• Provided records:
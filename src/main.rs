//! # TextSleuth CLI (`sleuth`)
//!
//! The `sleuth` binary runs both analysis tools from the terminal, manages
//! the analysis history, and starts the HTTP server for browser front ends.
//!
//! ## Usage
//!
//! ```bash
//! sleuth --config ./config/sleuth.toml <command>
//! ```
//!
//! ## Commands
//!
//! | Command | Description |
//! |---------|-------------|
//! | `sleuth init` | Create the SQLite database and run schema migrations |
//! | `sleuth detect [TEXT]` | Check text (or `--file`) for AI authorship |
//! | `sleuth plagiarism [TEXT]` | Check text (or `--file`) for plagiarism |
//! | `sleuth history list` | List past analyses |
//! | `sleuth history show <id>` | Show one past analysis |
//! | `sleuth history delete <id>` | Remove one past analysis |
//! | `sleuth history export` | Print the whole history as JSON |
//! | `sleuth serve` | Start the JSON HTTP server |
//! | `sleuth completions <shell>` | Print shell completions |
//!
//! ## Examples
//!
//! ```bash
//! # Paste text directly
//! sleuth detect "The quick brown fox jumps over the lazy dog."
//!
//! # Analyze a document, showing the raw model output too
//! sleuth plagiarism --file essay.docx --raw
//!
//! # Pipe text in
//! cat essay.txt | sleuth detect
//! ```

use anyhow::{Context, Result};
use clap::{Args, CommandFactory, Parser, Subcommand};
use std::io::Read;
use std::path::PathBuf;
use std::process::ExitCode;
use std::sync::Arc;

use text_sleuth::config::{self, Config};
use text_sleuth::dispatch::Dispatcher;
use text_sleuth::history::{HistoryStore, SqliteHistoryStore};
use text_sleuth::llm::{create_provider, AnalysisProvider};
use text_sleuth::migrate;
use text_sleuth::models::{AnalysisKind, InputSource, UploadedFile};
use text_sleuth::present::{history_line, present, present_result};
use text_sleuth::progress::ProgressMode;
use text_sleuth::server;

/// TextSleuth: AI-generated text detection and plagiarism checking.
///
/// All commands accept a `--config` flag pointing to a TOML configuration
/// file. Without one, a local database and a disabled model are used.
#[derive(Parser)]
#[command(
    name = "sleuth",
    about = "TextSleuth: detect AI-generated text and check for plagiarism",
    version
)]
struct Cli {
    /// Path to configuration file (TOML).
    #[arg(long, global = true, default_value = "./config/sleuth.toml")]
    config: PathBuf,

    #[command(subcommand)]
    command: Commands,
}

#[derive(Subcommand)]
enum Commands {
    /// Initialize the database schema.
    ///
    /// Idempotent; running it multiple times is safe.
    Init,

    /// Check whether text was written by an AI.
    Detect(AnalyzeArgs),

    /// Check text against online sources for plagiarism.
    Plagiarism(AnalyzeArgs),

    /// Inspect or edit the analysis history.
    History {
        #[command(subcommand)]
        action: HistoryAction,
    },

    /// Start the JSON HTTP server on `[server].bind`.
    Serve,

    /// Print shell completions to stdout.
    Completions {
        shell: clap_complete::Shell,
    },
}

/// Input and output options shared by both tools.
#[derive(Args)]
struct AnalyzeArgs {
    /// Text to analyze. Read from stdin when neither TEXT nor --file is given.
    text: Option<String>,

    /// Analyze a .txt, .pdf, or .docx document instead of TEXT.
    #[arg(long, conflicts_with = "text")]
    file: Option<PathBuf>,

    /// Also print the raw JSON returned by the model.
    #[arg(long)]
    raw: bool,

    /// Print the result as JSON instead of the rendered view.
    #[arg(long)]
    json: bool,

    /// Do not record this analysis in the history.
    #[arg(long)]
    no_history: bool,

    /// Progress output on stderr: off, human, or json.
    /// Defaults to human on a terminal and off otherwise.
    #[arg(long)]
    progress: Option<ProgressMode>,
}

#[derive(Subcommand)]
enum HistoryAction {
    /// List past analyses, oldest first.
    List,
    /// Show one analysis with its rendered result.
    Show {
        id: String,
        /// Also print the stored raw JSON.
        #[arg(long)]
        raw: bool,
    },
    /// Delete one analysis.
    Delete { id: String },
    /// Print every record as a JSON array.
    Export,
}

fn init_tracing() {
    tracing_subscriber::fmt()
        .with_env_filter(
            tracing_subscriber::EnvFilter::try_from_default_env()
                .unwrap_or_else(|_| tracing_subscriber::EnvFilter::new("info")),
        )
        .with_writer(std::io::stderr)
        .init();
}

#[tokio::main]
async fn main() -> Result<ExitCode> {
    init_tracing();
    let cli = Cli::parse();

    // Commands that don't require config
    if let Commands::Completions { shell } = &cli.command {
        let mut cmd = Cli::command();
        clap_complete::generate(*shell, &mut cmd, "sleuth", &mut std::io::stdout());
        return Ok(ExitCode::SUCCESS);
    }

    let cfg = config::load_or_minimal(&cli.config)?;

    match cli.command {
        Commands::Init => {
            migrate::run_migrations(&cfg).await?;
            println!("Database initialized successfully.");
        }
        Commands::Detect(args) => return run_analysis(&cfg, AnalysisKind::AiDetection, args).await,
        Commands::Plagiarism(args) => {
            return run_analysis(&cfg, AnalysisKind::Plagiarism, args).await
        }
        Commands::History { action } => return run_history(&cfg, action).await,
        Commands::Serve => {
            server::run_server(&cfg).await?;
        }
        Commands::Completions { .. } => {
            // Handled above (before config loading)
            unreachable!()
        }
    }

    Ok(ExitCode::SUCCESS)
}

fn read_source(args: &AnalyzeArgs) -> Result<InputSource> {
    if let Some(path) = &args.file {
        return Ok(InputSource::UploadedDocument(UploadedFile::from_path(path)?));
    }
    let text = match &args.text {
        Some(text) => text.clone(),
        None => {
            let mut buf = String::new();
            std::io::stdin()
                .read_to_string(&mut buf)
                .context("Failed to read text from stdin")?;
            buf
        }
    };
    Ok(InputSource::FreeText(text))
}

async fn run_analysis(cfg: &Config, kind: AnalysisKind, args: AnalyzeArgs) -> Result<ExitCode> {
    let source = read_source(&args)?;
    let provider: Arc<dyn AnalysisProvider> = Arc::from(create_provider(&cfg.llm)?);
    let progress = args.progress.unwrap_or_else(ProgressMode::default_for_tty);

    let mut dispatcher = Dispatcher::new(provider)
        .with_upload_limit(cfg.limits.max_upload_bytes)
        .with_progress(Arc::from(progress.reporter()));

    let store = if args.no_history {
        None
    } else {
        let store = Arc::new(SqliteHistoryStore::open(cfg).await?);
        dispatcher = dispatcher.with_history(store.clone());
        Some(store)
    };

    let outcome = dispatcher.analyze(kind, source).await;
    if let Some(store) = &store {
        store.close().await;
    }

    match outcome {
        Ok(analysis) => {
            if args.json {
                let body = serde_json::json!({
                    "id": analysis.record_id,
                    "type": kind,
                    "result": analysis.result,
                });
                println!("{}", serde_json::to_string_pretty(&body)?);
            } else {
                println!("{}", kind.title());
                println!();
                print!("{}", present_result(&analysis.result).render_text(args.raw));
            }
            Ok(ExitCode::SUCCESS)
        }
        Err(e) => {
            if args.json {
                let body = serde_json::json!({ "error": e.to_string() });
                println!("{}", serde_json::to_string_pretty(&body)?);
            } else {
                eprintln!("Error: {}", e);
            }
            Ok(ExitCode::FAILURE)
        }
    }
}

async fn run_history(cfg: &Config, action: HistoryAction) -> Result<ExitCode> {
    let store = SqliteHistoryStore::open(cfg).await?;
    let code = match action {
        HistoryAction::List => {
            let records = store.list().await?;
            if records.is_empty() {
                println!("No analyses yet.");
            }
            for record in &records {
                println!("{}", history_line(record));
            }
            ExitCode::SUCCESS
        }
        HistoryAction::Show { id, raw } => match store.get(&id).await? {
            Some(record) => {
                println!("{}", history_line(&record));
                println!();
                println!("{}", record.text);
                println!();
                print!("{}", present(&record.result).render_text(raw));
                ExitCode::SUCCESS
            }
            None => {
                eprintln!("No history record with id: {}", id);
                ExitCode::FAILURE
            }
        },
        HistoryAction::Delete { id } => {
            if store.delete(&id).await? {
                println!("Deleted {}", id);
                ExitCode::SUCCESS
            } else {
                eprintln!("No history record with id: {}", id);
                ExitCode::FAILURE
            }
        }
        HistoryAction::Export => {
            let records = store.list().await?;
            println!("{}", serde_json::to_string_pretty(&records)?);
            ExitCode::SUCCESS
        }
    };
    store.close().await;
    Ok(code)
}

• Activity: Look through the listing and extract every line with "close" in it.

• Completed task:
        store.close().await;
    store.close().await;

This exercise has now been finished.